Grow like nobody is watching
Veteran
I was wondering about your stacking thoughts Scrub. I kept coming up with one main advantage of just spaced stacking - the second fan wont have to work as hard and would thus be quieter. Putting a filter in between would seem to make more sense in getting the most from both fans.

Something to remember is that the first fan is muffled/silenced by the carbon in a push/pull setup. My thoughts on stacking - I look at it like I look at active intakes - sure it may technically work occasionally but it's a black art. I would incorporate it into a design only after I'd exhausted (get it?) all other opportunities. I.E a better fan or a push/pull like mine. :2cents:

Hey man I thought you said I had ages to do it? lol. No worries anyway, I haven't forgotten, I've just had issues with the new cab and making a new new one. All good. One thing though, I have a diy filter completely different design from commercial filters, but it'll give you a close enough idea.

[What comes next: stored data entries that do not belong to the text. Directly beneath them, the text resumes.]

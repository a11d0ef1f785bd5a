//! # replication
//!
//! why: copy the leader's log to every follower and decide what is committed
//! relations: extends NodeInner; cursors and commit rules in state.rs; commits feed apply.rs
//! what: leader appends, per-follower append loop, follower append handling, read-index round

use std::sync::Arc;

use futures::stream::{FuturesUnordered, StreamExt};
use raft_storage::TxnLock;
use tokio::sync::oneshot;
use tracing::{debug, warn};

use crate::error::{RaftError, Result};
use crate::log::{term_at, LogEntry};
use crate::message::{ErrorCode, RaftMessage};
use crate::node::{NodeInner, ResultSlot};
use crate::quorum::Voter;
use crate::state::NodeState;
use crate::{NodeId, Seq, Term};

/// fields of an inbound `Append`
#[derive(Debug)]
pub(crate) struct AppendRequest {
    pub term: Term,
    pub prev_term: Term,
    pub prev_index: Seq,
    pub commit_index: Seq,
    pub entries: Vec<Vec<u8>>,
}

/// entries written by the leader, with their result receivers if requested
pub(crate) struct Appended {
    pub first: Seq,
    pub last: Seq,
    pub results: Vec<oneshot::Receiver<Vec<u8>>>,
}

impl NodeInner {
    // -- leader side --

    /// append encoded entries to the leader's own log at the next index
    pub(crate) async fn leader_append(
        &self,
        term: Term,
        bodies: &[Vec<u8>],
        with_results: bool,
    ) -> Result<Appended> {
        let _serial = self.serial.lock().await;
        let next = {
            let st = self.state();
            if !st.is_leader_in(term) {
                return Err(RaftError::NotLeader);
            }
            st.last_index + 1
        };

        let first = match self.log.append_batch(bodies, Some(next)).await {
            Ok(first) => first,
            Err(e) => {
                if let Err(resync) = self.resync_tail() {
                    self.fail(resync);
                }
                return Err(e.into());
            }
        };
        let last = first + bodies.len() as Seq - 1;

        // waiters are registered before anything can commit these indexes
        let results = {
            let mut st = self.state();
            st.record_append(first, last, term);
            if with_results {
                let mut slots = self.results();
                (first..=last)
                    .map(|seq| {
                        let (reply, rx) = oneshot::channel();
                        slots.insert(seq, ResultSlot { term, reply });
                        rx
                    })
                    .collect()
            } else {
                Vec::new()
            }
        };
        debug!(node = self.id(), term, seq = first, count = bodies.len(), "appended");
        Ok(Appended { first, last, results })
    }

    /// recompute the commit index and start a round to every idle follower
    pub(crate) fn replicate_all(self: &Arc<Self>) {
        self.try_advance_commit();
        let (term, idle) = {
            let mut st = self.state();
            if st.role != NodeState::Leader {
                return;
            }
            let peers: Vec<NodeId> = st.progress.keys().copied().collect();
            let idle: Vec<NodeId> = peers
                .into_iter()
                .filter(|peer| st.inflight.insert(*peer))
                .collect();
            (st.term, idle)
        };
        for peer in idle {
            let inner = self.clone();
            self.tasks
                .spawn(async move { inner.replicate_to(peer, term).await });
        }
    }

    pub(crate) fn try_advance_commit(self: &Arc<Self>) {
        let size = self.cluster_size();
        let advanced = self.state().advance_commit(&self.quorum, size);
        if let Some(commit) = advanced {
            self.publish_commit(commit);
        }
    }

    async fn replicate_to(self: Arc<Self>, peer: NodeId, term: Term) {
        loop {
            match self.replicate_once(peer, term).await {
                Ok(true) => continue,
                Ok(false) | Err(RaftError::Closed) => break,
                Err(e) => {
                    self.warn(e);
                    break;
                }
            }
        }
        let mut st = self.state();
        if st.term == term {
            st.inflight.remove(&peer);
        }
    }

    /// one append rpc to `peer`; true when another should follow right away
    async fn replicate_once(self: &Arc<Self>, peer: NodeId, term: Term) -> Result<bool> {
        let (next, last_index, last_term, commit) = {
            let st = self.state();
            if !st.is_leader_in(term) {
                return Ok(false);
            }
            let Some(progress) = st.progress.get(&peer) else {
                return Ok(false);
            };
            (progress.next, st.last_index, st.last_term, st.commit)
        };
        let prev_index = next - 1;
        let prev_term = if prev_index == last_index {
            last_term
        } else {
            match term_at(&self.log, prev_index).await? {
                Some(prev_term) => prev_term,
                None => return Ok(false),
            }
        };

        let mut entries = Vec::new();
        if next <= last_index {
            let mut iter = self.log.iter(next)?;
            while entries.len() < self.config.max_entries_per_rpc {
                match iter.next().await? {
                    Some(record) if record.seq <= last_index => entries.push(record.body),
                    _ => break,
                }
            }
            iter.close();
        }
        let sent = entries.len();

        let request = RaftMessage::Append {
            term,
            prev_term,
            prev_index,
            commit_index: commit,
            entries,
        };
        let reply = self
            .rpc(peer, request, self.config.append_timeout, "append")
            .await?;

        match reply {
            reply if reply.term() > term => {
                self.step_down(reply.term());
                Ok(false)
            }
            RaftMessage::Ack { term: acked_in, seq, .. } if acked_in == term => {
                let more = self.update(|st| {
                    if !st.is_leader_in(term) {
                        return false;
                    }
                    st.ack(peer, seq);
                    seq < st.last_index && (seq > prev_index || last_index < st.last_index)
                });
                debug!(node = self.id(), peer, seq, sent, "append acked");
                self.try_advance_commit();
                Ok(more)
            }
            RaftMessage::Err {
                code: ErrorCode::Mismatch,
                hint,
                ..
            } => {
                debug!(node = self.id(), peer, prev_index, ?hint, "log mismatch");
                let max_scan = self.config.max_conflict_scan;
                self.update(|st| {
                    if st.is_leader_in(term) {
                        st.mismatch(peer, hint, max_scan);
                    }
                });
                Ok(true)
            }
            RaftMessage::Err {
                term, code, message, ..
            } => Err(RaftError::from_remote(term, code, message)),
            other => Err(RaftError::Malformed(format!(
                "{} reply to an append",
                other.kind()
            ))),
        }
    }

    /// read index: a quorum must still accept this node as leader of `term`
    ///
    /// the round's heartbeats bypass `inflight` and may overlap a replication
    /// rpc to the same follower. they carry no entries and their replies never
    /// move replication cursors.
    pub(crate) async fn confirm_leadership(self: &Arc<Self>, term: Term) -> Result<()> {
        let size = self.cluster_size();
        let after = self.config.read_timeout;
        let (mut acks, last_index, last_term, commit) = {
            let st = self.state();
            if !st.is_leader_in(term) {
                return Err(RaftError::NotLeader);
            }
            (vec![st.voter()], st.last_index, st.last_term, st.commit)
        };
        if self.quorum.is_satisfied(&acks, size) {
            return Ok(());
        }

        let mut round: FuturesUnordered<_> = self
            .config
            .peers()
            .map(|peer| {
                let heartbeat = RaftMessage::Append {
                    term,
                    prev_term: last_term,
                    prev_index: last_index,
                    commit_index: commit,
                    entries: Vec::new(),
                };
                async move { (peer, self.rpc(peer, heartbeat, after, "read index").await) }
            })
            .collect();

        while let Some((peer, reply)) = round.next().await {
            match reply {
                Ok(reply) if reply.term() > term => {
                    self.step_down(reply.term());
                    return Err(RaftError::NotLeader);
                }
                Ok(RaftMessage::Ack { term: seen, .. })
                | Ok(RaftMessage::Err {
                    term: seen,
                    code: ErrorCode::Mismatch,
                    ..
                }) if seen == term => {
                    let group = self.state().groups.get(&peer).cloned().flatten();
                    acks.push(Voter::new(peer, group));
                    if self.quorum.is_satisfied(&acks, size) {
                        return Ok(());
                    }
                }
                Ok(other) => debug!(node = self.id(), peer, kind = other.kind(), "read index refused"),
                Err(RaftError::Closed) => return Err(RaftError::Closed),
                Err(e) => debug!(node = self.id(), peer, error = %e, "read index unanswered"),
            }
        }
        Err(RaftError::Timeout {
            op: "read index",
            after,
        })
    }

    // -- follower side --

    pub(crate) async fn handle_append(self: &Arc<Self>, from: NodeId, request: AppendRequest) -> RaftMessage {
        let _serial = self.serial.lock().await;

        if let Err(e) = validate(&request) {
            let reply = RaftMessage::from_error(self.state().term, &e);
            self.fail(e);
            return reply;
        }
        let accepted = self.update(|st| {
            st.accept_append(from, request.term)
                .map_err(|code| (code, st.term))
        });
        if let Err((code, current)) = accepted {
            debug!(node = self.id(), peer = from, term = request.term, ?code, "append refused");
            return RaftMessage::error(current, code, format!("append in term {}", request.term));
        }

        let term = request.term;
        match self.append_entries(&request).await {
            Ok(reply) => reply,
            Err(e) => {
                if let Err(resync) = self.resync_tail() {
                    self.fail(resync);
                }
                let reply = RaftMessage::from_error(term, &e);
                self.fail(e);
                reply
            }
        }
    }

    async fn append_entries(self: &Arc<Self>, request: &AppendRequest) -> Result<RaftMessage> {
        let (last_index, last_term, commit) = {
            let st = self.state();
            (st.last_index, st.last_term, st.commit)
        };
        let term = request.term;
        let prev_index = request.prev_index;

        if prev_index == last_index && request.prev_term == last_term {
            if !request.entries.is_empty() {
                self.log
                    .append_batch(&request.entries, Some(last_index + 1))
                    .await?;
            }
        } else {
            if prev_index > last_index {
                return Ok(mismatch(term, last_index, "log ends before prev_index"));
            }
            let local = if prev_index == last_index {
                Some(last_term)
            } else {
                term_at(&self.log, prev_index).await?
            };
            if local != Some(request.prev_term) {
                let hint = (prev_index - 1).min(last_index);
                return Ok(mismatch(term, hint, "term differs at prev_index"));
            }
            self.reconcile(request, last_index, commit).await?;
        }

        self.resync_tail()?;
        let verified = prev_index + request.entries.len() as Seq;
        let advanced = self.state().follow_commit(request.commit_index, verified);
        if let Some(commit) = advanced {
            self.publish_commit(commit);
        }
        Ok(RaftMessage::ack(term, verified))
    }

    /// overwrite the suffix that diverges from the leader in one transaction
    async fn reconcile(&self, request: &AppendRequest, last_index: Seq, commit: Seq) -> Result<()> {
        let mut same = 0;
        if !request.entries.is_empty() {
            let mut iter = self.log.iter(request.prev_index + 1)?;
            while same < request.entries.len() {
                match iter.next().await? {
                    Some(record) if record.body == request.entries[same] => same += 1,
                    _ => break,
                }
            }
            iter.close();
        }
        let rest = &request.entries[same..];
        if rest.is_empty() {
            return Ok(());
        }

        let divergence = request.prev_index + 1 + same as Seq;
        if divergence > last_index {
            self.log.append_batch(rest, Some(divergence)).await?;
            return Ok(());
        }
        if divergence <= commit {
            return Err(RaftError::Malformed(format!(
                "append rewrites committed index {divergence}"
            )));
        }

        warn!(
            node = self.id(),
            seq = divergence,
            dropped = last_index - divergence + 1,
            "truncating conflicting entries"
        );
        let mut txn = self.log.txn(TxnLock::None).await?;
        let written = match txn.trim(divergence - 1).await {
            Ok(()) => txn.append_batch(rest).await.map(|_| ()),
            Err(e) => Err(e),
        };
        match written {
            Ok(()) => {
                txn.commit().await?;
                Ok(())
            }
            Err(e) => {
                if let Err(abort) = txn.abort().await {
                    warn!(node = self.id(), error = %abort, "abort after failed overwrite also failed");
                }
                Err(e.into())
            }
        }
    }
}

fn validate(request: &AppendRequest) -> Result<()> {
    if request.prev_index < -1 || request.commit_index < -1 {
        return Err(RaftError::Malformed(format!(
            "append with prev_index {} commit_index {}",
            request.prev_index, request.commit_index
        )));
    }
    for body in &request.entries {
        let term = LogEntry::term_of(body)?;
        if term > request.term {
            return Err(RaftError::Malformed(format!(
                "entry of term {term} in an append of term {}",
                request.term
            )));
        }
    }
    Ok(())
}

fn mismatch(term: Term, hint: Seq, reason: &str) -> RaftMessage {
    RaftMessage::Err {
        term,
        code: ErrorCode::Mismatch,
        message: reason.to_string(),
        hint: Some(hint),
    }
}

Architechno, you never know. I noticed all my fans have the gap so I'm thinking the gap is beneficial. If you do want to try it, I would suggest double sided tape with only one side peeled off, cos the gap is about that thickness.

:abduct:
 

Strangely

Member
Hey man I thought you said I had ages to do it? lol. No worries anyway, I haven't forgotten, I've just had issues with the new cab and making a new new one. All good. One thing though, I have a diy filter completely different design from commercial filters, but it'll give you a close enough idea.

ha ha yeah no rush, just wanted to gently remind in case you had forgotten altogether! What with our community not being especially well know for our memory retention!!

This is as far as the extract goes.